Rohrbach J M, Wilhelm H, Eichhorn M, Ioannakis K, Zimmermann-Burg B, Wakat J P
Abteilung I, Universitäts-Augenklinik Tübingen.
Klin Monbl Augenheilkd. 1993 Dec;203(6):423-9. doi: 10.1055/s-2008-1045700.
We report on an elderly female patient with a diagnosis of an optic nerve sheath meningioma 11 years after onset of ophthalmological symptoms. 8 years after diagnosis and consecutive tumour-resection near the orbital apex the eye had to be enucleated because of a painful secondary glaucoma. Prior to enucleation computed tomography had revealed extra- and intraocular tumour.
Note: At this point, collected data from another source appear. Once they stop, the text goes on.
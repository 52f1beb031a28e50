//! Board configuration.
//!
//! The host page may point the board at a non-default API root with
//! `<body data-api-base="/api">`; otherwise requests go to the same origin.

#[cfg(test)]
#[path = "config_test.rs"]
mod config_test;

/// How long a signup notice stays visible.
pub const SIGNUP_NOTICE_MS: u32 = 5000;
/// How long a removal notice stays visible.
pub const REMOVAL_NOTICE_MS: u32 = 4000;

#[derive(Clone, Debug, PartialEq, Eq)]
pub struct BoardConfig {
    /// Prefix for every API path; empty means same origin.
    pub api_base: String,
    pub signup_notice_ms: u32,
    pub removal_notice_ms: u32,
}

impl Default for BoardConfig {
    fn default() -> Self {
        Self {
            api_base: String::new(),
            signup_notice_ms: SIGNUP_NOTICE_MS,
            removal_notice_ms: REMOVAL_NOTICE_MS,
        }
    }
}

impl BoardConfig {
    #[must_use]
    pub fn with_api_base(mut self, base: &str) -> Self {
        self.api_base = normalize_base(base);
        self
    }

    /// Read `data-api-base` from `<body>`, falling back to defaults.
    pub fn from_document() -> Self {
        #[cfg(feature = "csr")]
        {
            let base = web_sys::window()
                .and_then(|w| w.document())
                .and_then(|d| d.body())
                .and_then(|body| body.get_attribute("data-api-base"));
            match base {
                Some(base) => Self::default().with_api_base(&base),
                None => Self::default(),
            }
        }
        #[cfg(not(feature = "csr"))]
        {
            Self::default()
        }
    }
}

fn normalize_base(base: &str) -> String {
    base.trim().trim_end_matches('/').to_owned()
}
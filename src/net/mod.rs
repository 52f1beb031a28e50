//! Networking for the Activity API.
//!
//! SYSTEM CONTEXT
//! ==============
//! `api` handles the REST calls and `types` defines the wire schema.

pub mod api;
pub mod types;
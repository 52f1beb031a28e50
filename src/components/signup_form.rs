//! Signup form: student email plus an activity select.
//!
//! The fields are owned by the page so it can clear them once a successful
//! signup has finished refreshing the list.

#[cfg(test)]
#[path = "signup_form_test.rs"]
mod signup_form_test;

use leptos::prelude::*;

#[component]
pub fn SignupForm(
    #[prop(into)] options: Signal<Vec<String>>,
    activity: RwSignal<String>,
    email: RwSignal<String>,
    on_submit: Callback<()>,
) -> impl IntoView {
    let submit = move |ev: leptos::ev::SubmitEvent| {
        ev.prevent_default();
        on_submit.run(());
    };

    view! {
        <form id="signup-form" on:submit=submit>
            <div class="form-group">
                <label for="email">"Student Email:"</label>
                <input
                    type="email"
                    id="email"
                    required
                    placeholder="you@example.com"
                    prop:value=move || email.get()
                    on:input=move |ev| email.set(event_target_value(&ev))
                />
            </div>
            <div class="form-group">
                <label for="activity">"Select Activity:"</label>
                <select
                    id="activity"
                    required
                    prop:value=move || activity.get()
                    on:change=move |ev| activity.set(event_target_value(&ev))
                >
                    <option value="">"-- Select an activity --"</option>
                    <For
                        each=move || options.get()
                        key=|name: &String| name.clone()
                        children=move |name: String| {
                            let label = name.clone();
                            view! { <option value=name>{label}</option> }
                        }
                    />
                </select>
            </div>
            <button type="submit">"Sign Up"</button>
        </form>
    }
}
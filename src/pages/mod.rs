//! Page-level components.

pub mod board;
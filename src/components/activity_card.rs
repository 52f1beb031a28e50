//! Card for one activity with its participant list.

use leptos::prelude::*;

use crate::net::types::Activity;

#[cfg(test)]
#[path = "activity_card_test.rs"]
mod activity_card_test;

/// Availability line, recomputed from the participant list on every render.
fn availability_text(activity: &Activity) -> String {
    format!("{} spots left", activity.spots_left())
}

/// One activity card. Every participant row carries a removal button tagged
/// with its email; clicking it hands `(activity, email)` to `on_remove`.
#[component]
pub fn ActivityCard(name: String, activity: Activity, on_remove: Callback<(String, String)>) -> impl IntoView {
    let availability = availability_text(&activity);

    let rows = if activity.participants.is_empty() {
        view! { <li class="no-participants">"No participants yet"</li> }.into_any()
    } else {
        activity
            .participants
            .into_iter()
            .map(|email| {
                let activity_name = name.clone();
                let label = email.clone();
                let target = email.clone();
                view! {
                    <li class="participant-item">
                        <span class="participant-email">{label}</span>
                        <button
                            class="participant-delete"
                            data-email=email
                            title="Unregister"
                            on:click=move |_| on_remove.run((activity_name.clone(), target.clone()))
                        >
                            "✖"
                        </button>
                    </li>
                }
            })
            .collect_view()
            .into_any()
    };

    view! {
        <div class="activity-card">
            <h4>{name}</h4>
            <p>{activity.description}</p>
            <p>
                <strong>"Schedule:"</strong>
                " "
                {activity.schedule}
            </p>
            <p>
                <strong>"Availability:"</strong>
                " "
                {availability}
            </p>
            <div class="participants-section">
                <h5>"Participants"</h5>
                <ul class="participants-list">{rows}</ul>
            </div>
        </div>
    }
}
Morphological investigations showed a neoplasia which had entered the eye via the optic nerve head. Besides severe secondary changes there was a diffuse tumour spread within the choroid and a "mushroom-like" growth towards the vitreous cavity. No differences between extra- and intraocular meningioma were found light- and electronmicroscopically.
我们报告一名老年女性患者,在眼科症状出现11年后被诊断为视神经鞘膜瘤。诊断8年后,在眶尖附近连续进行肿瘤切除,由于疼痛性继发性青光眼,不得不摘除眼球。摘除眼球前,计算机断层扫描显示眼外和眼内均有肿瘤。
形态学检查显示肿瘤通过视神经乳头进入眼内。除严重的继发性改变外,脉络膜内有弥漫性肿瘤扩散,并向玻璃体腔呈“蘑菇样”生长。光镜和电镜检查未发现眼外和眼内脑膜瘤有差异。